Hey people. Recently I started working on a small stylized meadow scene, inspired by the beautiful work of Helder Pinto, called Europa. It has a very painterly look, similar to BotW. I was able to achieve similar style / looking foliage in a fairly easy way and I thought I would share my experiences with you guys, regarding stylized foliage shading.
For teasing purposes, this is how my results looks currently:
As some of you may already know, edited vertex normals are often used on foliage meshes, to smooth the shading of the cards. If this isn't done, the rotation of the cards will make ugly, sudden changes in the shading. This is one of the things that needs to be fixed, but there is more.
Here is a tree mesh without edited vertex normals, to demonstrate the issue:
Not too bad, but we can clearly see those shading changes everywhere. Now here is a tree with edited vertex normals:
Despite the world normal pass looking smooth, we can still see some darker leaves. This is because the leaf planes has darker shading on the back face of them. This is a natural behavior, but it looks like we don't want it. Luckily, we can make both sides of the planes have the same lighting using a simple trick in the material. In Unreal, you can do this, and hook it up to the normal input:
We simply flip the normals on the back faces.
And the result will look like this:
You can play with the shadow bias and resolution settings to adjust the falloff of the shadows.
I did the same tricks with the grass in this scene:
Before:
After:
Grass world normals after the tricks applied:
Now these tricks might not be applicable in all cases, and may not look as good with realistic art style, but it definitely works very nicely with heavily stylized assets, for almost zero rendering cost and a little bit of work with the normals(which is actually automatic, because its done with a script.).
I hope that this breakdown will be useful for some people. Have a nice day!
Replies
One other thing that helps too is baking in some AO into the vertex colors and pump that into the Ambient Occlusion in unreal.
This really helps the model self shadow and it can be almost impossible to do AO the standard route with texture map when so many separate leaf planes, laying them out in their own unique UV space to make a lightmap would be very impractical.

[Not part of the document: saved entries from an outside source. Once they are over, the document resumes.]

/// Items enqueued by one pass.
#[derive(Debug, Clone, Default, PartialEq, Eq, Serialize)]
pub struct SyncReport {
    pub sessions: usize,
    pub sensor_batches: usize,
    pub audio_files: usize,
    /// Records skipped because their id cannot be referenced by a sync item.
    pub rejected: usize,
    pub errors: Vec<String>,
}

impl SyncReport {
    pub fn enqueued(&self) -> usize {
        self.sessions + self.sensor_batches + self.audio_files
    }
}

/// Result of [`SyncCoordinator::sync`].
#[derive(Debug, Clone, PartialEq, Eq, Serialize)]
#[serde(tag = "outcome", rename_all = "snake_case")]
pub enum SyncOutcome {
    Skipped { reason: SkipReason },
    Completed(SyncReport),
}

#[derive(Debug, thiserror::Error)]
enum StepError {
    #[error(transparent)]
    Repository(#[from] RepositoryError),
    #[error(transparent)]
    Process(#[from] ProcessError),
}

impl From<fieldsync_core::Error> for StepError {
    fn from(e: fieldsync_core::Error) -> Self {
        StepError::Process(e.into())
    }
}

struct Triggers {
    cancel: CancellationToken,
    tasks: Vec<JoinHandle<()>>,
}

struct Inner {
    processor: QueueProcessor,
    repos: Repositories,
    network: Arc<dyn NetworkMonitor>,
    clock: Arc<dyn ClockSource>,
    options: RwLock<SyncOptions>,
    syncing: AtomicBool,
    last_sync_time: Mutex<Option<i64>>,
    triggers: Mutex<Option<Triggers>>,
}

/// Coordinates reconciliation passes. Cheap to clone.
#[derive(Clone)]
pub struct SyncCoordinator {
    inner: Arc<Inner>,
}

impl SyncCoordinator {
    pub fn new(
        processor: QueueProcessor,
        repos: Repositories,
        network: Arc<dyn NetworkMonitor>,
        options: SyncOptions,
    ) -> Self {
        SyncCoordinator {
            inner: Arc::new(Inner {
                processor,
                repos,
                network,
                clock: Arc::new(SystemClock),
                options: RwLock::new(options.clamped()),
                syncing: AtomicBool::new(false),
                last_sync_time: Mutex::new(None),
                triggers: Mutex::new(None),
            }),
        }
    }

    /// Replaces the clock used for `last_sync_time`. Only valid before the
    /// coordinator is shared.
    pub fn with_clock(self, clock: Arc<dyn ClockSource>) -> Self {
        match Arc::try_unwrap(self.inner) {
            Ok(mut inner) => {
                inner.clock = clock;
                SyncCoordinator {
                    inner: Arc::new(inner),
                }
            }
            Err(inner) => SyncCoordinator { inner },
        }
    }

    pub fn processor(&self) -> &QueueProcessor {
        &self.inner.processor
    }

    pub fn options(&self) -> SyncOptions {
        self.inner
            .options
            .read()
            .unwrap_or_else(|e| e.into_inner())
            .clone()
    }

    pub fn is_running(&self) -> bool {
        self.inner
            .triggers
            .lock()
            .unwrap_or_else(|e| e.into_inner())
            .is_some()
    }

    pub fn is_syncing(&self) -> bool {
        self.inner.syncing.load(Ordering::SeqCst)
    }

    pub fn last_sync_time(&self) -> Option<i64> {
        *self
            .inner
            .last_sync_time
            .lock()
            .unwrap_or_else(|e| e.into_inner())
    }

    /// Subscribes to connectivity, starts the periodic timer, and runs an
    /// immediate pass. Does nothing when `auto_sync` is off or already started.
    pub async fn start(&self) -> Option<SyncOutcome> {
        if !self.options().auto_sync {
            tracing::info!("auto sync disabled, coordinator not started");
            return None;
        }
        if !self.spawn_triggers() {
            return None;
        }
        Some(self.sync().await)
    }

    /// Unsubscribes and cancels the timer. An in-flight pass runs to the end.
    pub fn stop(&self) {
        let triggers = self
            .inner
            .triggers
            .lock()
            .unwrap_or_else(|e| e.into_inner())
            .take();
        if let Some(triggers) = triggers {
            triggers.cancel.cancel();
            drop(triggers.tasks);
            tracing::info!("sync coordinator stopped");
        }
    }

    fn spawn_triggers(&self) -> bool {
        let mut slot = self
            .inner
            .triggers
            .lock()
            .unwrap_or_else(|e| e.into_inner());
        if slot.is_some() {
            return false;
        }
        let cancel = CancellationToken::new();
        let interval = self.options().sync_interval.max(MIN_SYNC_INTERVAL);

        let watcher = {
            let this = self.clone();
            let cancel = cancel.clone();
            let mut rx = self.inner.network.subscribe();
            tokio::spawn(async move {
                loop {
                    tokio::select! {
                        _ = cancel.cancelled() => break,
                        changed = rx.changed() => {
                            if changed.is_err() {
                                break;
                            }
                            let state = *rx.borrow_and_update();
                            if state.is_connected && !this.is_syncing() {
                                tracing::debug!(
                                    "connectivity changed ({}), syncing",
                                    state.connection_type
                                );
                                this.sync().await;
                            }
                        }
                    }
                }
            })
        };

        let timer = {
            let this = self.clone();
            let cancel = cancel.clone();
            tokio::spawn(async move {
                let mut ticker =
                    tokio::time::interval_at(tokio::time::Instant::now() + interval, interval);
                ticker.set_missed_tick_behavior(tokio::time::MissedTickBehavior::Delay);
                loop {
                    tokio::select! {
                        _ = cancel.cancelled() => break,
                        _ = ticker.tick() => {
                            this.sync().await;
                        }
                    }
                }
            })
        };

        *slot = Some(Triggers {
            cancel,
            tasks: vec![watcher, timer],
        });
        tracing::info!("sync coordinator started (interval {}s)", interval.as_secs());
        true
    }

    /// Applies a partial options update. A running coordinator restarts its
    /// triggers when the interval or `auto_sync` changes.
    pub fn update_options(&self, update: SyncOptionsUpdate) -> SyncOptions {
        let (before, after) = {
            let mut options = self
                .inner
                .options
                .write()
                .unwrap_or_else(|e| e.into_inner());
            let before = options.clone();
            if let Some(v) = update.auto_sync {
                options.auto_sync = v;
            }
            if let Some(v) = update.sync_interval {
                options.sync_interval = v.max(MIN_SYNC_INTERVAL);
            }
            if let Some(v) = update.wifi_only {
                options.wifi_only = v;
            }
            if let Some(v) = update.batch_size {
                options.batch_size = v.max(1);
            }
            if let Some(filter) = update.filter {
                options.filter = filter;
            }
            (before, options.clone())
        };

        let restart =
            before.sync_interval != after.sync_interval || before.auto_sync != after.auto_sync;
        if restart && self.is_running() {
            self.stop();
            if after.auto_sync {
                self.spawn_triggers();
            }
        }
        after
    }

    /// Runs one reconciliation pass. Concurrent calls return
    /// [`SkipReason::AlreadySyncing`].
    pub async fn sync(&self) -> SyncOutcome {
        let state = self.inner.network.current();
        if !state.is_connected {
            tracing::debug!("sync skipped: offline");
            return SyncOutcome::Skipped {
                reason: SkipReason::Offline,
            };
        }
        if self.options().wifi_only && !state.is_unmetered() {
            tracing::info!("sync skipped: waiting for Wi-Fi ({})", state.connection_type);
            return SyncOutcome::Skipped {
                reason: SkipReason::WaitingForWifi,
            };
        }
        if self
            .inner
            .syncing
            .compare_exchange(false, true, Ordering::SeqCst, Ordering::SeqCst)
            .is_err()
        {
            return SyncOutcome::Skipped {
                reason: SkipReason::AlreadySyncing,
            };
        }

        tracing::info!("sync started");
        let started_at = self.inner.clock.now_ms();
        let timer = tokio::time::Instant::now();
        let report = self.reconcile().await;
        if report.errors.is_empty() {
            *self
                .inner
                .last_sync_time
                .lock()
                .unwrap_or_else(|e| e.into_inner()) = Some(self.inner.clock.now_ms());
        }
        self.record_pass(started_at, timer.elapsed(), &report);
        self.inner.syncing.store(false, Ordering::SeqCst);

        tracing::info!(
            "sync finished: {} sessions, {} sensor batches, {} audio files enqueued, {} errors",
            report.sessions,
            report.sensor_batches,
            report.audio_files,
            report.errors.len()
        );
        self.inner.processor.wake();
        SyncOutcome::Completed(report)
    }

    fn record_pass(&self, started_at: i64, elapsed: Duration, report: &SyncReport) {
        let pass = SyncPass {
            started_at,
            duration_ms: i64::try_from(elapsed.as_millis()).unwrap_or(i64::MAX),
            success: report.errors.is_empty(),
            enqueued: report.enqueued(),
            error: (!report.errors.is_empty()).then(|| report.errors.join("; ")),
        };
        if let Err(e) = self.inner.processor.store().record_pass(&pass) {
            tracing::warn!("failed to record sync pass: {}", e);
        }
    }

    async fn reconcile(&self) -> SyncReport {
        let mut report = SyncReport::default();
        let filter = self.options().filter;
        if !filter.is_unrestricted() {
            tracing::debug!("selective sync: {:?}", filter);
        }

        match self.enqueue_sessions(&filter, &mut report.rejected).await {
            Ok(n) => report.sessions = n,
            Err(e) => {
                tracing::warn!("session scan failed: {}", e);
                report.errors.push(format!("sessions: {e}"));
            }
        }
        match self.enqueue_sensor_data(&filter, &mut report.rejected).await {
            Ok(n) => report.sensor_batches = n,
            Err(e) => {
                tracing::warn!("sensor data scan failed: {}", e);
                report.errors.push(format!("sensor data: {e}"));
            }
        }
        match self.enqueue_audio(&filter, &mut report.rejected).await {
            Ok(n) => report.audio_files = n,
            Err(e) => {
                tracing::warn!("audio scan failed: {}", e);
                report.errors.push(format!("audio: {e}"));
            }
        }

        report
    }

    fn active(&self, item_type: ItemType) -> Result<HashSet<String>, StepError> {
        Ok(self.inner.processor.store().active_references(item_type)?)
    }

    async fn enqueue_sessions(
        &self,
        filter: &SyncFilter,
        rejected: &mut usize,
    ) -> Result<usize, StepError> {
        if !filter.allows_type(ItemType::Session) {
            return Ok(0);
        }
        let sessions = self.inner.repos.sessions.find_unuploaded().await?;
        let active = self.active(ItemType::Session)?;
        let mut count = 0;
        let candidates = sessions
            .iter()
            .filter(|s| filter.matches_session(s) && !active.contains(&s.id));
        for session in candidates {
            if !referenceable(ItemType::Session, &session.id, rejected) {
                continue;
            }
            self.inner.processor.enqueue(
                NewSyncItem::new(&session.session_id, ItemType::Session, &session.id)
                    .with_priority(priority::HIGH),
            )?;
            count += 1;
        }
        Ok(count)
    }

    async fn enqueue_sensor_data(
        &self,
        filter: &SyncFilter,
        rejected: &mut usize,
    ) -> Result<usize, StepError> {
        if !filter.allows_type(ItemType::SensorData) {
            return Ok(0);
        }
        let records = self.inner.repos.sensor_data.find_unuploaded().await?;
        let active = self.active(ItemType::SensorData)?;
        let batch_size = self.options().batch_size.max(1);
        let records: Vec<SensorDataRecord> = records
            .into_iter()
            .filter(|r| filter.matches_sample(r))
            .filter(|r| referenceable(ItemType::SensorData, &r.id, rejected))
            .collect();

        let mut count = 0;
        for (session_id, records) in group_by_session(records, &active) {
            for chunk in records.chunks(batch_size) {
                let ids: Vec<&str> = chunk.iter().map(|r| r.id.as_str()).collect();
                self.inner.processor.enqueue(
                    NewSyncItem::new(&session_id, ItemType::SensorData, join_record_ids(&ids))
                        .with_priority(priority::NORMAL),
                )?;
                count += 1;
            }
        }
        Ok(count)
    }

    async fn enqueue_audio(
        &self,
        filter: &SyncFilter,
        rejected: &mut usize,
    ) -> Result<usize, StepError> {
        if !filter.allows_type(ItemType::Audio) {
            return Ok(0);
        }
        let recordings = self.inner.repos.audio.find_unuploaded().await?;
        let active = self.active(ItemType::Audio)?;
        let mut count = 0;
        let candidates = recordings
            .iter()
            .filter(|a| filter.matches_audio(a) && !active.contains(&a.id));
        for recording in candidates {
            if !referenceable(ItemType::Audio, &recording.id, rejected) {
                continue;
            }
            self.inner.processor.enqueue(
                NewSyncItem::new(&recording.session_id, ItemType::Audio, &recording.id)
                    .with_priority(priority::LOW),
            )?;
            count += 1;
        }
        Ok(count)
    }

    pub async fn get_status(&self) -> Result<SyncStatus, RepositoryError> {
        let repos = &self.inner.repos;
        Ok(SyncStatus {
            is_syncing: self.is_syncing(),
            last_sync_time: self.last_sync_time(),
            pending_sessions: repos.sessions.find_unuploaded().await?.len(),
            pending_sensor_data: repos.sensor_data.find_unuploaded().await?.len(),
            pending_audio_files: repos.audio.find_unuploaded().await?.len(),
        })
    }
}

Another trick is to use DFAO (Distance Field Ambient Occlusion) this works by making a shadow volume out of voxels, for each model. It can make foliage and just about everything, look really good, by shadowing the underside of a canopy and the inner parts of the tree.
You do have to be careful. It can be costly in game and it can take a while it calculates the distance fields, when loading a level for the first time or adjusting distance field settings. Tuning the DF on each model can be a bitch sometimes too, but it does looks pretty awesome...
One key thing to note about DFAO, is that the shadow volume is static and if you use anything like pixel depth offset to fake a bit of wind the distance field for that object won't move with it so you usually get some flickering. That's why I generally stick to the vertcolor AO bake method, it looks almost as good as DFAO but has less overhead and less glitches.
https://quixel.com/assets/shrkeiwi2
Example image from wiki:
The only difference is that my ones were only cards instead of these axis aligned crossed planes.
Blender have a built-in normal tranfer for it's own, and I've seen a result pretty similar to that one.
Also, take a look at this vertex control: https://www.youtube.com/watch?v=6BdzaK2z43s
Example usage:
@Maximum-Dev - In case of instanced static meshes, you could do it like this. Unfortunately the object radius has to be manually set. I didn't find a way to stabilize it.
The tree on the right is using your tech and the one on the left as just cast shadows disabled how can i reduce / remove all the small inner shadows when cast shadows is on ?
i've tried playing with bias but only putting it to something between 5 and 7 would make them vanish which is way to high for other objects.
Changing shadow resolution doesn't work also i'm using dynamic lighting !
Thanks in advance !
HI there, did you find a solution ? im facing a similar problem with my grass.
Edit - I see it has some... Maybe try changing the falloff of it.